At the third step, Optimus Prime crossed an invisible barrier and felt everything … slow … down, as if the entire planet of Velocitron were pausing for a long moment of reflection. The imperative to speed left him even as he looked back through the barrier and saw the blurs and dusty plumes of the Velocitronians’ passage along
the excellent roads just on the other side. None of them stopped. None of them slowed down. It was not in the nature of Velocitronians to do either. Closer, just on the other side of the barrier, Clocker spun through a series of tension-relieving circles. He had exerted enormous self-control, staying calm as long as he had at the edges of this field, where everything seemed so slow to him. Where Optimus Prime now stood, it would have seemed to Clocker as if time had frozen entirely. Mythical guardians or not, it was a good thing he had not come along. The languid pace of time in this isolated zone would have driven a Velocitronian crazy. Perhaps that was the origin of the myth, Optimus Prime speculated. He looked around, curious to see whether any entrapped Velocitronians might have left their physical remains at the site, but all he saw was gravel and sand and the monument itself, around which time became distorted. Optimus Prime’s sensory apparatus began to return unusual data.

The unusual nature of the site became clearer as Optimus understood what it once had been: a great beacon, fallen into malfunction and disrepair gigacycles ago when the Space Bridges’ collapse meant that every Velocitronian suddenly was cut off from the source of Cybertronian identity. These beacons, Optimus Prime had read in the archives, existed on every colony planet, guiding ships in from the area of Space Bridges, which did not always return ships to normal space at exactly the same coordinates.

Errors had been recorded of as much as half a light-year. Hence the beacons. But this one … it had not given off a signal since well before Megatron had entered the gladiatorial pits for the first time, uncountable cycles before this moment. Optimus Prime envisioned it functioning again, bringing in a steady flow of traffic, commerce, ideas …

I fight for this, too
, he realized. For the rebirth of not just Cybertronian civilization but the great matrix of colony worlds that once looked to Cybertron for inspiration, guidance … and, of course, trade.

It would be that way again.

But not until he returned to Cybertron with the AllSpark, and there was much yet to do before he could imagine that happening.

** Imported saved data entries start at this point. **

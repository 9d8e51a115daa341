/// Load state for data fetched from the listing server
///
/// One enum instead of separate loading/error flags, so a view can only be
/// in one state at a time.
#[derive(Debug, Clone, PartialEq)]
pub enum DataState<T> {
    /// Nothing requested yet
    Pending,

    /// Request in flight
    Loading,

    /// Request finished with data
    Loaded(T),

    /// Request failed with a message for the user
    Error(String),
}

impl<T> DataState<T> {
    pub fn is_loading(&self) -> bool {
        matches!(self, DataState::Pending | DataState::Loading)
    }

    pub fn data(&self) -> Option<&T> {
        match self {
            DataState::Loaded(data) => Some(data),
            _ => None,
        }
    }

    pub fn error(&self) -> Option<&str> {
        match self {
            DataState::Error(e) => Some(e),
            _ => None,
        }
    }
}

impl<T> Default for DataState<T> {
    fn default() -> Self {
        DataState::Pending
    }
}

impl<T> From<Result<T, String>> for DataState<T> {
    fn from(result: Result<T, String>) -> Self {
        match result {
            Ok(data) => DataState::Loaded(data),
            Err(e) => DataState::Error(e),
        }
    }
}

#[cfg(test)]
mod tests {
    use super::*;

    #[test]
    fn test_pending_counts_as_loading() {
        let state: DataState<i32> = DataState::default();
        assert!(state.is_loading());
        assert!(DataState::<i32>::Loading.is_loading());
        assert!(!DataState::Loaded(1).is_loading());
    }

    #[test]
    fn test_from_result() {
        let state: DataState<i32> = Ok(42).into();
        assert_eq!(state.data(), Some(&42));
        assert_eq!(state.error(), None);

        let state: DataState<i32> = Err("HTTP error: 404".to_string()).into();
        assert_eq!(state.data(), None);
        assert_eq!(state.error(), Some("HTTP error: 404"));
    }
}
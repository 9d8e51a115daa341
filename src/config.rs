//! Picker configuration read from the page's own query string
//!
//! The embedding page points the picker at a listing server with `?endpoint=`
//! and may open it on a given directory with `?path=`. Both are optional.

use crate::relay::query;

/// Query key naming the listing server base URL (including any path prefix)
const ENDPOINT_PARAM: &str = "endpoint";

/// Query key naming the directory to open first
const PATH_PARAM: &str = "path";

#[derive(Clone, Debug, PartialEq)]
pub struct PickerConfig {
    /// Base URL of the listing server, without a trailing slash
    pub endpoint: String,
    /// Directory shown on startup
    pub start_path: String,
}

impl Default for PickerConfig {
    fn default() -> Self {
        Self {
            endpoint: String::new(),
            start_path: "/".to_string(),
        }
    }
}

impl PickerConfig {
    /// Build config from a location search string, falling back to `origin` for the endpoint
    pub fn from_search(search: &str, origin: &str) -> Self {
        let mut params = query::parse_query(search);

        let endpoint = params
            .remove(ENDPOINT_PARAM)
            .filter(|e| !e.trim().is_empty())
            .unwrap_or_else(|| origin.to_string());

        let start_path = params
            .remove(PATH_PARAM)
            .filter(|p| !p.trim().is_empty())
            .unwrap_or_else(|| "/".to_string());

        Self {
            endpoint: endpoint.trim().trim_end_matches('/').to_string(),
            start_path,
        }
    }

    /// Build config from `window.location`
    pub fn from_location() -> Self {
        let Some(window) = web_sys::window() else {
            log::warn!("No window available, using default picker config");
            return Self::default();
        };

        let location = window.location();
        let search = location.search().unwrap_or_default();
        let origin = location.origin().unwrap_or_default();

        Self::from_search(&search, &origin)
    }
}

#[cfg(test)]
mod tests {
    use super::*;

    #[test]
    fn test_defaults_to_origin() {
        let config = PickerConfig::from_search("?id=42", "https://files.example.com");
        assert_eq!(config.endpoint, "https://files.example.com");
        assert_eq!(config.start_path, "/");
    }

    #[test]
    fn test_endpoint_and_path_from_query() {
        let config = PickerConfig::from_search(
            "?id=1&endpoint=https%3A%2F%2Fcdn.example.com%2Fbrowse%2F&path=images%2F2024",
            "https://app.example.com",
        );
        assert_eq!(config.endpoint, "https://cdn.example.com/browse");
        assert_eq!(config.start_path, "images/2024");
    }

    #[test]
    fn test_blank_values_fall_back() {
        let config = PickerConfig::from_search("?endpoint=&path=%20", "https://o.example");
        assert_eq!(config, PickerConfig {
            endpoint: "https://o.example".to_string(),
            start_path: "/".to_string(),
        });
    }
}
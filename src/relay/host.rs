//! Browser implementation of the relay host capabilities

use serde::Serialize;
use wasm_bindgen_futures::JsFuture;

use super::{RelayHost, RelayMessage};

/// Target origin for the parent message. Any embedding page receives it.
pub const PARENT_TARGET_ORIGIN: &str = "*";

/// `RelayHost` backed by the current browser window
pub struct BrowserHost {
    window: web_sys::Window,
}

impl BrowserHost {
    /// Host for the current window, or `None` outside a browsing context
    pub fn current() -> Option<Self> {
        web_sys::window().map(|window| Self { window })
    }
}

impl RelayHost for BrowserHost {
    fn location_search(&self) -> String {
        self.window.location().search().unwrap_or_default()
    }

    fn write_clipboard(&self, text: &str) {
        let promise: js_sys::Promise = self.window.navigator().clipboard().write_text(text);

        // Completion is never observed; a rejected write (e.g. no permission) is dropped here
        wasm_bindgen_futures::spawn_local(async move {
            let _ = JsFuture::from(promise).await;
        });
    }

    fn post_to_parent(&self, message: &RelayMessage) {
        let parent = match self.window.parent() {
            Ok(Some(parent)) => parent,
            _ => return,
        };

        // json_compatible turns a missing id into `null` rather than `undefined`
        let serializer = serde_wasm_bindgen::Serializer::json_compatible();
        match message.serialize(&serializer) {
            Ok(value) => {
                let _ = parent.post_message(&value, PARENT_TARGET_ORIGIN);
            }
            Err(e) => {
                log::warn!("Failed to build relay message: {}", e);
            }
        }
    }
}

The first of the many things that needed accomplishing was to figure out why the Matrix had drawn him here, and why now. In this bubble of slowed and clarified space-time, Optimus Prime looked around and found himself reaching for a metallic gleam that showed itself through the sand and gravel around the monolith’s base. He brushed the grit away and saw a long, narrow piece of some kind of alloy. One edge was sharp, as if it once might have been used as a weapon. The other edges were irregular, as if it had been shattered, but in examining it he could find no obvious point of breakage, no clear dents or damage. The artifact looked almost ornamental, as if it had been designed to evoke the idea of a weapon without ever fulfilling the function of one. He liked it. Normally art was not one of Optimus Prime’s primary interests, but he decided that if all art looked like this piece—martial, strong, aesthetically pleasing but evocative of power—he might like more of it.

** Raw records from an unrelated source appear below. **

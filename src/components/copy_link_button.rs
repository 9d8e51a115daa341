use dioxus::prelude::*;

use crate::components::icons::{CheckIcon, CopyIcon};
use crate::relay;

/// Button that copies `url` and relays it to the parent window
///
/// The "Copied!" feedback is shown on click; the clipboard result itself is never observed.
#[component]
pub fn CopyLinkButton(url: String) -> Element {
    let mut copied = use_signal(|| false);

    let handle_click = move |_| {
        relay::handle_click(&url);
        copied.set(true);
        spawn(async move {
            gloo_timers::future::TimeoutFuture::new(2000).await;
            copied.set(false);
        });
    };

    rsx! {
        button {
            r#type: "button",
            class: "inline-flex items-center gap-1 px-2 py-1 text-xs border border-border rounded hover:bg-accent transition-colors",
            onclick: handle_click,
            if *copied.read() {
                CheckIcon { class: "w-3 h-3 text-green-500".to_string() }
                "Copied!"
            } else {
                CopyIcon { class: "w-3 h-3".to_string() }
                "Copy link"
            }
        }
    }
}
use dioxus::prelude::*;

use crate::components::icons::{FileIcon, FolderIcon};
use crate::components::{Breadcrumbs, CopyLinkButton, SearchInput, UploadButton};
use crate::services::listing::{self, BucketObject, Listing};
use crate::stores::picker_store::{self, PickerView, CONFIG, LISTING, VIEW};
use crate::utils::{display_dir_name, format_size};

/// Bucket browser shown inside the embedding iframe
#[component]
pub fn FilePicker() -> Element {
    let state = LISTING.read().clone();
    let view = VIEW.read().clone();

    rsx! {
        div {
            class: "flex flex-col gap-4 p-4",
            if state.is_loading() {
                div { class: "py-8 text-center text-muted-foreground", "Loading..." }
            } else if let Some(e) = state.error() {
                div {
                    class: "py-8 text-center text-red-500",
                    "Could not load files: {e}"
                }
            } else if let Some(listing) = state.data() {
                ListingView { listing: listing.clone(), view }
            }
        }
    }
}

#[component]
fn ListingView(listing: Listing, view: PickerView) -> Element {
    let page_origin = web_sys::window()
        .and_then(|w| w.location().origin().ok())
        .unwrap_or_default();
    let origin = listing::file_origin(&CONFIG.read().endpoint, &page_origin);
    let searching = matches!(view, PickerView::Search(_));

    let files: Vec<(BucketObject, String)> = listing
        .files
        .iter()
        .map(|file| (file.clone(), listing::object_link(&listing, &origin, &file.value)))
        .collect();
    let is_empty = files.is_empty() && listing.dirs.is_empty();

    rsx! {
        div {
            class: "flex flex-col gap-3 sm:flex-row sm:items-center sm:justify-between",
            match view {
                PickerView::Directory(_) => rsx! {
                    Breadcrumbs { bucket: listing.bucket.clone(), current: listing.current.clone() }
                },
                PickerView::Search(query) => rsx! {
                    div { class: "text-sm", "Results for \"{query}\"" }
                },
            }
            div {
                class: "flex items-center gap-2",
                if listing.allow_search {
                    SearchInput {}
                }
                if listing.allow_upload && !searching {
                    UploadButton {}
                }
            }
        }

        table {
            class: "w-full text-sm",
            thead {
                tr {
                    class: "text-left text-muted-foreground border-b border-border",
                    th { class: "py-2", "Name" }
                    th { class: "py-2", "Updated" }
                    th { class: "py-2 text-right", "Size" }
                    th { class: "py-2" }
                }
            }
            tbody {
                for dir in listing.dirs.iter().cloned() {
                    DirectoryRow { key: "{dir.value}", entry: dir.clone() }
                }
                for (file, link) in files {
                    FileRow { key: "{file.value}", entry: file.clone(), link: link.clone(), searching }
                }
            }
        }

        if is_empty {
            div { class: "py-8 text-center text-muted-foreground", "No files here" }
        }
    }
}

#[component]
fn DirectoryRow(entry: BucketObject) -> Element {
    let path = format!("/{}", entry.value);

    rsx! {
        tr {
            class: "border-b border-border hover:bg-accent",
            td {
                class: "py-2",
                button {
                    r#type: "button",
                    class: "inline-flex items-center gap-2 hover:underline",
                    onclick: move |_| {
                        let path = path.clone();
                        spawn(async move {
                            picker_store::load_directory(path).await;
                        });
                    },
                    FolderIcon {}
                    "{display_dir_name(&entry.name)}"
                }
            }
            td { class: "py-2" }
            td { class: "py-2 text-right", "-" }
            td { class: "py-2" }
        }
    }
}

#[component]
fn FileRow(entry: BucketObject, link: String, searching: bool) -> Element {
    let label = entry.label(searching).to_string();

    rsx! {
        tr {
            class: "border-b border-border hover:bg-accent",
            td {
                class: "py-2",
                span {
                    class: "inline-flex items-center gap-2",
                    FileIcon {}
                    a {
                        href: "{link}",
                        target: "_blank",
                        class: "hover:underline",
                        "{label}"
                    }
                }
            }
            td { class: "py-2 text-muted-foreground", "{entry.updated}" }
            td { class: "py-2 text-right", "{format_size(entry.size)}" }
            td {
                class: "py-2 text-right",
                CopyLinkButton { url: link.clone() }
            }
        }
    }
}
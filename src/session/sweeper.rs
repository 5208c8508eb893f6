//! Background worker discarding idle sessions.

use std::sync::Arc;
use std::time::Duration;

use tokio::sync::Notify;
use tokio::task::JoinHandle;
use tracing::{debug, info};

use super::SessionRegistry;

/// Periodically evicts sessions idle for longer than the registry TTL.
pub struct SessionSweeper {
    registry: Arc<SessionRegistry>,
    interval: Duration,
    shutdown: Arc<Notify>,
}

impl SessionSweeper {
    /// Create a sweeper running every `interval`.
    #[must_use]
    pub fn new(registry: Arc<SessionRegistry>, interval: Duration) -> Self {
        Self {
            registry,
            interval,
            shutdown: Arc::new(Notify::new()),
        }
    }

    /// Notifier that stops the worker.
    #[must_use]
    pub fn shutdown_notifier(&self) -> Arc<Notify> {
        Arc::clone(&self.shutdown)
    }

    /// Spawn the worker on the current runtime.
    #[must_use]
    pub fn spawn(self) -> JoinHandle<()> {
        tokio::spawn(async move {
            self.run().await;
        })
    }

    async fn run(&self) {
        if self.interval.is_zero() {
            info!("Session sweeper is disabled");
            return;
        }

        info!(interval = ?self.interval, "Starting session sweeper");
        loop {
            tokio::select! {
                () = tokio::time::sleep(self.interval) => {
                    let removed = self.registry.evict_idle();
                    debug!(removed, live = self.registry.len(), "Session sweep completed");
                }
                () = self.shutdown.notified() => {
                    info!("Session sweeper shutting down");
                    break;
                }
            }
        }
    }
}
//! Error types for table parsing.

use thiserror::Error;

/// Errors raised while reading an uploaded table.
#[derive(Debug, Error)]
pub enum TableError {
    /// The upload contains no header row.
    #[error("the file is empty")]
    Empty,

    /// Malformed delimited text (ragged rows, bad quoting, invalid UTF-8).
    #[error("malformed delimited text: {0}")]
    Parse(#[from] csv::Error),

    /// A header cell is blank or repeated.
    #[error("invalid header: {0}")]
    InvalidHeader(String),

    /// The file name does not look like delimited text.
    #[error("unsupported file type {0:?}: expected .csv, .tsv or .txt")]
    UnsupportedFile(String),
}

/// Convenience result alias for table operations.
pub type TableResult<T> = Result<T, TableError>;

His artistic preferences, however, were of no use in reasoning out why the Matrix of Leadership had led him to this long-silent beacon and disclosed to him the presence of this artifact buried in the soil. Optimus looked it over again, forcing himself to ask different questions this time. If it had been made like that, what was its purpose? How could it have survived millions or billions of cycles in the windblown, sandy heights of polar Velocitron and still have a sharp edge and an un-pitted surface? He did not have answers to those questions,
but framing them and confronting their mystery confirmed in him the initial belief that this was no abandoned bit of junk. And why had it …?

There.

A shifting in the sandy ground where he had pulled the artifact free opened a shallow pit as sand poured into an invisible space below. Not a large space as far as Optimus Prime could see, but whatever shift he had caused was in the slow process of exposing the ancient chassis of a bot.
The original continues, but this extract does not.